• TRY IT
Only one span of the listing below is wanted: the lines from the one with "Domain name handling" through the one with "a fully-qualified one", reproduced exactly, both ends kept.

RECORDS PROVIDED section start

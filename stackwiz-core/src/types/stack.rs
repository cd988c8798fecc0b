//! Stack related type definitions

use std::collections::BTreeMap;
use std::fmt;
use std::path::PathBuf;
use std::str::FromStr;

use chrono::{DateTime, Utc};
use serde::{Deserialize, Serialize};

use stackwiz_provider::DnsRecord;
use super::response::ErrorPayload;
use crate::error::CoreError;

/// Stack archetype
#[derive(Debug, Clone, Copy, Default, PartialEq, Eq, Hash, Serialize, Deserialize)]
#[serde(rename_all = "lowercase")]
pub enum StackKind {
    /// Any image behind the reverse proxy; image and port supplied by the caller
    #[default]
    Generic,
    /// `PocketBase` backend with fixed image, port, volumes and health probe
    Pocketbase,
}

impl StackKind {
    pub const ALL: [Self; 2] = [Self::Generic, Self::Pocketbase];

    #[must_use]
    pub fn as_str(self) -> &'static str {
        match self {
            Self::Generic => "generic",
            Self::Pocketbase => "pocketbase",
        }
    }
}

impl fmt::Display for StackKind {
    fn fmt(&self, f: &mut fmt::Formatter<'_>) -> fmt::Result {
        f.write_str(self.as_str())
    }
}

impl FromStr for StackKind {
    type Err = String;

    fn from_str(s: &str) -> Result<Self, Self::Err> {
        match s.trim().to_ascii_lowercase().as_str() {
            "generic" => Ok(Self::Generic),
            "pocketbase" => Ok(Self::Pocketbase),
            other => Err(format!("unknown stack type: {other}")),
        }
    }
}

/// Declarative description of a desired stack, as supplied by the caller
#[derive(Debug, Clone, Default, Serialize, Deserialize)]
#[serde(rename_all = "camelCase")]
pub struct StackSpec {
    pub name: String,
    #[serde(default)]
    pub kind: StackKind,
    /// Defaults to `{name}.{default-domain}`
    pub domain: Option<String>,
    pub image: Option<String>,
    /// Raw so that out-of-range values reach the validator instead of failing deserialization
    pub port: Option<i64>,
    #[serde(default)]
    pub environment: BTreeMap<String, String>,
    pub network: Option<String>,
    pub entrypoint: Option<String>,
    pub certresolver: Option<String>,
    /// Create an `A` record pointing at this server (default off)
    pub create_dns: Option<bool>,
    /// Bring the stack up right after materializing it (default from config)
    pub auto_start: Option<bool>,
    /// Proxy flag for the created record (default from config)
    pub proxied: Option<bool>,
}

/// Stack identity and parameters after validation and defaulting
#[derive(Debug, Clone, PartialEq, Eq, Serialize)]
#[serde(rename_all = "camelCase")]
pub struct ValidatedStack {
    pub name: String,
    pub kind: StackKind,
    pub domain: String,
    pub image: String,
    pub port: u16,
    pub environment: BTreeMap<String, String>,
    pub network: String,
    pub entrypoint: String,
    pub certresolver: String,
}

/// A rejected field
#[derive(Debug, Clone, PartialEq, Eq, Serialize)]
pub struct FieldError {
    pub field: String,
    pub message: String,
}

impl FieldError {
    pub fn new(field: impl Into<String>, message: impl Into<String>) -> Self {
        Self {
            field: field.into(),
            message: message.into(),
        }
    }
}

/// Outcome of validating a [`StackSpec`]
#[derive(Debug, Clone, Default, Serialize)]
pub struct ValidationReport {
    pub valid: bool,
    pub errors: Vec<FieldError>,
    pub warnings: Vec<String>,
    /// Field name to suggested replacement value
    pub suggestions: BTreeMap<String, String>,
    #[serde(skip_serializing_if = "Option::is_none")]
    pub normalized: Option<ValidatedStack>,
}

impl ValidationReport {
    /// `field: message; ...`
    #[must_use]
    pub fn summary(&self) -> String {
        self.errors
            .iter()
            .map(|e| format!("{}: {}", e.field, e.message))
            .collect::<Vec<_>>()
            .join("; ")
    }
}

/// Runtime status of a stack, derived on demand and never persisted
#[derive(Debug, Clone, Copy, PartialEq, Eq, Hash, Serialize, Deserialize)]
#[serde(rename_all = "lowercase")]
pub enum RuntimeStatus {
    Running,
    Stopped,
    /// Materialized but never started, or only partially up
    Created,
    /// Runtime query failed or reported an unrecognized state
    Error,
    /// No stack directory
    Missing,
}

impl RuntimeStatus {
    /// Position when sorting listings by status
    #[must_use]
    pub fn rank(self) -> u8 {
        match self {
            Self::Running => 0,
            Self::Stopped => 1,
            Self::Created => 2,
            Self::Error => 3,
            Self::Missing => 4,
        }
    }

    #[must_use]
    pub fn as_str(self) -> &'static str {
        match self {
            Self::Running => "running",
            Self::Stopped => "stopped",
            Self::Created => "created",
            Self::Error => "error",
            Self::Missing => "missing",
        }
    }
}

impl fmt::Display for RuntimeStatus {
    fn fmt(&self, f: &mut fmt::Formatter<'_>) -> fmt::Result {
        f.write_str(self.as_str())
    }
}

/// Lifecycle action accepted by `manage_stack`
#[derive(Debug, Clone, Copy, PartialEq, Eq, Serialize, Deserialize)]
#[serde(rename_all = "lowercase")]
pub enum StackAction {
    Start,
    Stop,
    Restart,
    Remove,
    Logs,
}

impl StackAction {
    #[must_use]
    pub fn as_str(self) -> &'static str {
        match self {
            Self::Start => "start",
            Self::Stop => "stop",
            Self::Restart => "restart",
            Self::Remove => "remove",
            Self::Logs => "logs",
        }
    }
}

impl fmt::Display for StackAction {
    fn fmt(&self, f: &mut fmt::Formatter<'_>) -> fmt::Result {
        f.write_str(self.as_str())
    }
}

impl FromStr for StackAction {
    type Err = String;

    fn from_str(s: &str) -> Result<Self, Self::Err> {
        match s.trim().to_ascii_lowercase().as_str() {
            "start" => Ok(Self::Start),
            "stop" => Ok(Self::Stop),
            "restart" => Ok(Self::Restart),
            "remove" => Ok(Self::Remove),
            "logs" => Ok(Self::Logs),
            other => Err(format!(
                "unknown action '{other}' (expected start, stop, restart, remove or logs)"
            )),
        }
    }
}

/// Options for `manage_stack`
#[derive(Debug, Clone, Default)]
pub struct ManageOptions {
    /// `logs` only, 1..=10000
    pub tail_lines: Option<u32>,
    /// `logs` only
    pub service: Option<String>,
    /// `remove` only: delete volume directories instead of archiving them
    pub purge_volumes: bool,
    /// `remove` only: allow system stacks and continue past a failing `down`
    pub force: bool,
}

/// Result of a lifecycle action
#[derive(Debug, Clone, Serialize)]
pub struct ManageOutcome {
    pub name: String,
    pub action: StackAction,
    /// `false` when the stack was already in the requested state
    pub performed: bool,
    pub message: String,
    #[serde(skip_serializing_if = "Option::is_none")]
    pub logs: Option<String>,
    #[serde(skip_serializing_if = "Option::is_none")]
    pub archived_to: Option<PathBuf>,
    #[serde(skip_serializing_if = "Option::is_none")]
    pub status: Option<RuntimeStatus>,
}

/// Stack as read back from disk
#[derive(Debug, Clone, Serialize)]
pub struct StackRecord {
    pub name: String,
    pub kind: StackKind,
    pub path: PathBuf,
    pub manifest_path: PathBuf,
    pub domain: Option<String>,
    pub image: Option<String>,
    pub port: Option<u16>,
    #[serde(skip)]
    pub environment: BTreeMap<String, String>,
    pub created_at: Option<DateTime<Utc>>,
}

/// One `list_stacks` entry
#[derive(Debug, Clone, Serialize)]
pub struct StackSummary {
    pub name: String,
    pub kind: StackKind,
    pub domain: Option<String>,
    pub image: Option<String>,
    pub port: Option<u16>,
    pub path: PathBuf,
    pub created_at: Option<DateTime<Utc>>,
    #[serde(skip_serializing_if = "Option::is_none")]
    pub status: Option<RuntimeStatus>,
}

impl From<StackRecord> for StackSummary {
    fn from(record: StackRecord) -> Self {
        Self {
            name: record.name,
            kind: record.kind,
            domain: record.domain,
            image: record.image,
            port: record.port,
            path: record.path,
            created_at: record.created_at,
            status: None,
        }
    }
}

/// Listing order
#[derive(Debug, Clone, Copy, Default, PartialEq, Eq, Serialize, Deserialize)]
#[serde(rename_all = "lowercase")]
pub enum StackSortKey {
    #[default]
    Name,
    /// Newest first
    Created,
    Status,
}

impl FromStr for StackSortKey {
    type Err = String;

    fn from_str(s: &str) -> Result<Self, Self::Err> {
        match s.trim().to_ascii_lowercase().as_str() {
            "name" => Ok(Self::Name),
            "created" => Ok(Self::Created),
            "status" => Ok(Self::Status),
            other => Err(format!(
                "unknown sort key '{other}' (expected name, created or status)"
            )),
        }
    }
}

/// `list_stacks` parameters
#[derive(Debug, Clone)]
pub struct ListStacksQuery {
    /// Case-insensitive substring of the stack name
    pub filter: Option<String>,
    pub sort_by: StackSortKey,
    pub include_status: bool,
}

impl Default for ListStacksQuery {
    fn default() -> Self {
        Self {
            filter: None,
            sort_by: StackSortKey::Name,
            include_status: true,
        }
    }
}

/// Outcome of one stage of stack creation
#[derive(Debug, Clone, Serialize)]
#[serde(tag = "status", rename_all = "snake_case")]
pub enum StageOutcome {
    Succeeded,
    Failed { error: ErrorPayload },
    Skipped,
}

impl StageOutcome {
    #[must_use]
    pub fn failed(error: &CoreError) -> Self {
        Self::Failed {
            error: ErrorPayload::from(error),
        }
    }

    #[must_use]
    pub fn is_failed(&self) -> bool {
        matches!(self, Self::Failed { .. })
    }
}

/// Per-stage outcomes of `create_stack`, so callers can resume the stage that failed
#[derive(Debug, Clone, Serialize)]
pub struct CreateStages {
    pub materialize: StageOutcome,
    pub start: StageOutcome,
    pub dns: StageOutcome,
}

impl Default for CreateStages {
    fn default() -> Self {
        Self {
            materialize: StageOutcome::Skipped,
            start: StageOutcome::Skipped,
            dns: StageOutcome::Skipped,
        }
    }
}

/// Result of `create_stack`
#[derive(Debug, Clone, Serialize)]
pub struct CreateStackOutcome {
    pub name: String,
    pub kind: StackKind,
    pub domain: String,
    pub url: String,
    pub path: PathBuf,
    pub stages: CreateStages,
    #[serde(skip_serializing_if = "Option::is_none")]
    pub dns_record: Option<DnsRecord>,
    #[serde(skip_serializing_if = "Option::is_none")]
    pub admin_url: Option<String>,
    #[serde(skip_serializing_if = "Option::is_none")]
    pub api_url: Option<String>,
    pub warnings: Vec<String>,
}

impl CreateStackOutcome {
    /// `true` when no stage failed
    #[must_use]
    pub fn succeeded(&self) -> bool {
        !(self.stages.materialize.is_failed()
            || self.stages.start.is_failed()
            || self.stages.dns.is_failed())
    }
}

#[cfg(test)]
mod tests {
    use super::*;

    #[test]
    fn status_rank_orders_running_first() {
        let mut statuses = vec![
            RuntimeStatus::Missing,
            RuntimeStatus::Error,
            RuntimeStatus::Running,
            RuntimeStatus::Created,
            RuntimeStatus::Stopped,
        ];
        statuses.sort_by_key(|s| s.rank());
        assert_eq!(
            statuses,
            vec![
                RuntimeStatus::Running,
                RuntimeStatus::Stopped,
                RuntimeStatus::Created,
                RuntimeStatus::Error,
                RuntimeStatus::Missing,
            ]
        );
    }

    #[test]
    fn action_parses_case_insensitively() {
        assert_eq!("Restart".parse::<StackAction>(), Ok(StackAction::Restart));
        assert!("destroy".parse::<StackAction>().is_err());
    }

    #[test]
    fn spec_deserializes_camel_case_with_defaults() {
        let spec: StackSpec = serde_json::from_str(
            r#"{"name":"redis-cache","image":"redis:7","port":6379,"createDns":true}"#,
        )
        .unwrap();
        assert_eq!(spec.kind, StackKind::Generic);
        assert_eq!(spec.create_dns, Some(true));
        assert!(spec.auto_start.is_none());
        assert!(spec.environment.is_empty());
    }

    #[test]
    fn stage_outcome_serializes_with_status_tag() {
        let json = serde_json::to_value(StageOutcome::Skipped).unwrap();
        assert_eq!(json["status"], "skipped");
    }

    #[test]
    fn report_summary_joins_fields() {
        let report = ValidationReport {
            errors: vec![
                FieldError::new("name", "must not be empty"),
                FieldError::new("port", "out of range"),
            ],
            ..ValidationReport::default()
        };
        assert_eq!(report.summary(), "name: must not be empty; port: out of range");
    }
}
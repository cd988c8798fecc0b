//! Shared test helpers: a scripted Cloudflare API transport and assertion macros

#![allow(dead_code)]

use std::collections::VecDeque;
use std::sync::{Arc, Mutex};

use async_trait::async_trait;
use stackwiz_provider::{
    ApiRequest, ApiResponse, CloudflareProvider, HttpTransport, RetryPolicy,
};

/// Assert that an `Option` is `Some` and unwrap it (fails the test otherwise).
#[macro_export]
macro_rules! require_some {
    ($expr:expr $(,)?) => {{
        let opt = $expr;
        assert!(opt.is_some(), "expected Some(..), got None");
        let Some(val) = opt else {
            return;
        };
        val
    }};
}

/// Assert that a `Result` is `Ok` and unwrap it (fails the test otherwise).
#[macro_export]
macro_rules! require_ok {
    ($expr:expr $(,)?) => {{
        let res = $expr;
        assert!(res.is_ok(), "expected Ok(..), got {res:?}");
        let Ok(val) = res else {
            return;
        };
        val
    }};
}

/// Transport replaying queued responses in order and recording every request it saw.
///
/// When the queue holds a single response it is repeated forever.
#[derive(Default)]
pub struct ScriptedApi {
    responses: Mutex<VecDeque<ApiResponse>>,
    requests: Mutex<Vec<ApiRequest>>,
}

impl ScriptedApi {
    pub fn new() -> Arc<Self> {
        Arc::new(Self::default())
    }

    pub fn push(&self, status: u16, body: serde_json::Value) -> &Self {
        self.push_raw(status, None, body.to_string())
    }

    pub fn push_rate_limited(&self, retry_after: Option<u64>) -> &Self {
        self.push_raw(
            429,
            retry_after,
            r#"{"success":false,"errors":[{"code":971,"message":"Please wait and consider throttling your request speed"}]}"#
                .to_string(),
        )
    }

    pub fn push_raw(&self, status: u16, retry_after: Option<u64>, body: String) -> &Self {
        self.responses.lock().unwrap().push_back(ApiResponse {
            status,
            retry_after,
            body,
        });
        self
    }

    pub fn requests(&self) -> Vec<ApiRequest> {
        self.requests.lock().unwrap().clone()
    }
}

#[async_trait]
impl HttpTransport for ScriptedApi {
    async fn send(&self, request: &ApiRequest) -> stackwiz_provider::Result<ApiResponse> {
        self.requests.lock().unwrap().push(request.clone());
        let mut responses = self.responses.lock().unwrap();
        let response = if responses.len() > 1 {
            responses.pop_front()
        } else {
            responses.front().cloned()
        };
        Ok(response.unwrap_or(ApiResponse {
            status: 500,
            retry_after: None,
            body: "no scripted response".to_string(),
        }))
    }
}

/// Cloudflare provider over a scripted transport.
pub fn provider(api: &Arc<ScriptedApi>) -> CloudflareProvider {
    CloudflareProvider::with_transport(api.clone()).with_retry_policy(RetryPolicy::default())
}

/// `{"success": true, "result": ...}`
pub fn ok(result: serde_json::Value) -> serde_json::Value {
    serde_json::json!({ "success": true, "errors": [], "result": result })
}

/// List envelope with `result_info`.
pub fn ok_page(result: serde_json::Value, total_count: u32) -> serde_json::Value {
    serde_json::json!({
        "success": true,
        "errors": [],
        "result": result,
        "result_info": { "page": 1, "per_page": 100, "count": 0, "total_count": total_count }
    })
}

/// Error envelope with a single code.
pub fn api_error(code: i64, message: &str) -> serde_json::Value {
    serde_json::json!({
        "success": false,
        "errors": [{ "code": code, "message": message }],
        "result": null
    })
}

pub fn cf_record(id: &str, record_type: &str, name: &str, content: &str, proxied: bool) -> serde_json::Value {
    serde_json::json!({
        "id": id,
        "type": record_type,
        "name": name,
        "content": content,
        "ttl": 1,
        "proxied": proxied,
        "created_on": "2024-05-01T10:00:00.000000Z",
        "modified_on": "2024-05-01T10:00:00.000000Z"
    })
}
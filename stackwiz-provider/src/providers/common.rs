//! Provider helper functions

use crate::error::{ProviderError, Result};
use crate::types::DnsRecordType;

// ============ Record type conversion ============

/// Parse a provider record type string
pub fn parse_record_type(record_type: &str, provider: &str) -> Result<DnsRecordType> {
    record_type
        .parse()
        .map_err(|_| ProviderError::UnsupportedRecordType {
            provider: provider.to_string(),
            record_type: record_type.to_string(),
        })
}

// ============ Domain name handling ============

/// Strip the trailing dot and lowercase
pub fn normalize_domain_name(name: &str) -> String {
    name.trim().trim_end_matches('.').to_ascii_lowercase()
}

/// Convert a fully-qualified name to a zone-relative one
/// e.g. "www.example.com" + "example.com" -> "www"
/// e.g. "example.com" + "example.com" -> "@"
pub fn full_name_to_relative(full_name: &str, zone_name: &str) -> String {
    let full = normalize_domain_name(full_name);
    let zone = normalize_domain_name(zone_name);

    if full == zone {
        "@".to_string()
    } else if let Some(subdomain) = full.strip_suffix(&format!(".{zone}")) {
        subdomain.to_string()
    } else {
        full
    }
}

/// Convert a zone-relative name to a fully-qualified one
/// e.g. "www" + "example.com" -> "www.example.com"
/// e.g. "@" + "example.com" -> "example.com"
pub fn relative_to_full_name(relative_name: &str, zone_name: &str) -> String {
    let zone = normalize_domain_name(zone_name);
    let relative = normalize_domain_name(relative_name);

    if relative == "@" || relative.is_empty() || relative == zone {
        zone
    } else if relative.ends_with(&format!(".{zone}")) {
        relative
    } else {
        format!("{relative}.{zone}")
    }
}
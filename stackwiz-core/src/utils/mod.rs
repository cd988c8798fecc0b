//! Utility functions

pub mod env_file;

RECORDS PROVIDED section end

• RESPONSE AREA
// ============ Domain name handling ============

/// Strip the trailing dot and lowercase
pub fn normalize_domain_name(name: &str) -> String {
    name.trim().trim_end_matches('.').to_ascii_lowercase()
}

/// Convert a fully-qualified name to a zone-relative one
/// e.g. "www.example.com" + "example.com" -> "www"
/// e.g. "example.com" + "example.com" -> "@"
pub fn full_name_to_relative(full_name: &str, zone_name: &str) -> String {
    let full = normalize_domain_name(full_name);
    let zone = normalize_domain_name(zone_name);

    if full == zone {
        "@".to_string()
    } else if let Some(subdomain) = full.strip_suffix(&format!(".{zone}")) {
        subdomain.to_string()
    } else {
        full
    }
}

/// Convert a zone-relative name to a fully-qualified one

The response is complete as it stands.